There has been a small–a very small–uptick in vaccinations in the county. When the Health Department conducted its testing and vaccination clinics on Tuesday, 62 people were tested and 22 received vaccines. But the county still lags in vaccinations and remains below 50 percent overall vaccinations, according to Centers for Disease Control data, with a much higher proportion of unvaccinated individuals the younger the demographic. People younger than 12 may not be vaccinated.
Oliveira recalled a recent instance of a patient “that was coming very ill and sort of asked to be vaccinated as they were arriving in the hospital,” he said, “obviously our heart goes out for that person. Because we really felt that the desire to live, the desire to really fight the disease–it’s kind of hard, we don’t blame anyone except we we have regret for them that situation. That was one that, you know, just touched the people’s hearts around the bedside.”
The Flagler Health Department has firmed up its schedule of testing and vaccination beginning next week as follows:
Testing for residents, including school district teachers, staffers and students, will take place on the second floor of the county airport annex building (the three-story building across the street from Flagler Palm Coast High School) weekdays from 4:30 to 6:30 p.m. That’s for asymptomatic people and people who have had close contacts with infected individuals, but not vaccinated students or teachers who show no symptoms. Students, teachers and staff don’t need an appointment. Everyone else does.
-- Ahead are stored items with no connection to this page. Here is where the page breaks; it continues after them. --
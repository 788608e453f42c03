//! Failure taxonomy for option dispatch.
//!
//! Every failure the engine models is a malformed invocation, never a system
//! fault. There are exactly four kinds, each carrying the offending token.
//! The `Display` impl renders the one-line diagnostic printed by the
//! [`dispatch`](crate::dispatch) driver.

use std::fmt;

use thiserror::Error;

/// A malformed invocation detected while parsing, checking, or executing.
///
/// # Examples
///
/// ```
/// use optdispatch_core::{DispatchError, ErrorKind};
///
/// let err = DispatchError::InvalidOption("-z".into());
/// assert_eq!(err.kind(), ErrorKind::InvalidOption);
/// assert_eq!(err.token(), "-z");
/// assert_eq!(err.to_string(), "invalid option -- '-z'");
///
/// let err = DispatchError::MissingArgument("-t".into());
/// assert_eq!(err.to_string(), "MissingArgument: -t");
/// ```
#[derive(Debug, Clone, PartialEq, Eq, Error)]
pub enum DispatchError {
    /// A `-`-prefixed token that is not in the registry.
    #[error("invalid option -- '{0}'")]
    InvalidOption(String),
    /// An argument is present but semantically wrong.
    #[error("InvalidArgument: {0}")]
    InvalidArgument(String),
    /// Fewer arguments than the option requires. Carries the flag spelling.
    #[error("MissingArgument: {0}")]
    MissingArgument(String),
    /// More arguments than the option allows. Carries the first surplus token.
    #[error("UnexpectedArgument: {0}")]
    UnexpectedArgument(String),
}

impl DispatchError {
    /// Returns the kind of this failure.
    pub fn kind(&self) -> ErrorKind {
        match self {
            Self::InvalidOption(_) => ErrorKind::InvalidOption,
            Self::InvalidArgument(_) => ErrorKind::InvalidArgument,
            Self::MissingArgument(_) => ErrorKind::MissingArgument,
            Self::UnexpectedArgument(_) => ErrorKind::UnexpectedArgument,
        }
    }

    /// Returns the offending token carried by this failure.
    pub fn token(&self) -> &str {
        match self {
            Self::InvalidOption(token)
            | Self::InvalidArgument(token)
            | Self::MissingArgument(token)
            | Self::UnexpectedArgument(token) => token,
        }
    }
}

/// Discriminant of a [`DispatchError`], without the token.
#[derive(Debug, Clone, Copy, PartialEq, Eq, Hash)]
pub enum ErrorKind {
    InvalidOption,
    InvalidArgument,
    MissingArgument,
    UnexpectedArgument,
}

impl ErrorKind {
    /// Stable name of the kind.
    pub fn as_str(self) -> &'static str {
        match self {
            Self::InvalidOption => "InvalidOption",
            Self::InvalidArgument => "InvalidArgument",
            Self::MissingArgument => "MissingArgument",
            Self::UnexpectedArgument => "UnexpectedArgument",
        }
    }
}

impl fmt::Display for ErrorKind {
    fn fmt(&self, f: &mut fmt::Formatter<'_>) -> fmt::Result {
        f.write_str(self.as_str())
    }
}

/// Errors raised while assembling a [`Parser`](crate::Parser) registry.
#[derive(Debug, Clone, PartialEq, Eq, Error)]
pub enum RegistryError {
    /// A registry key that does not begin with `-` can never be matched.
    #[error("invalid flag spelling: {0:?}")]
    InvalidFlag(String),
    /// No default action was supplied.
    #[error("parser requires a default action")]
    MissingDefaultAction,
    /// No blank-input handler was supplied.
    #[error("parser requires a blank-input handler")]
    MissingBlankHandler,
}

/// Convenience alias for results with [`DispatchError`].
pub type Result<T> = std::result::Result<T, DispatchError>;
//! Atomic file replacement.

use std::fs;
use std::io::Write;
use std::path::Path;

use tempfile::NamedTempFile;

use crate::error::Result;

/// Replaces the contents of `path` with `bytes`.
///
/// The new contents go to a temp file in the same directory, which then
/// takes the original's permissions and is renamed over it. On failure the
/// original is untouched and the temp file is removed.
pub fn atomic_write(path: &Path, bytes: &[u8]) -> Result<()> {
    let dir = match path.parent() {
        Some(parent) if !parent.as_os_str().is_empty() => parent,
        _ => Path::new("."),
    };
    let permissions = fs::metadata(path)?.permissions();

    let mut temp = NamedTempFile::new_in(dir)?;
    temp.write_all(bytes)?;
    temp.as_file().sync_all()?;
    temp.as_file().set_permissions(permissions)?;
    temp.persist(path)?;
    Ok(())
}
For those who do show symptoms, testing will take place at the same time, between 4:30 and 6:30 p.m. weeknights, at the Health Department’s headquarters at 301 Dr. Carter Boulevard in Bunnell, in a drive-through system–to keep the potentially infected from mingling with others. Again, students, teachers and staff don’t need an appointment. Everyone else does. The department will also be offering vaccinations inside the building at the same hours. All testing and vaccination is free and does not require appointments.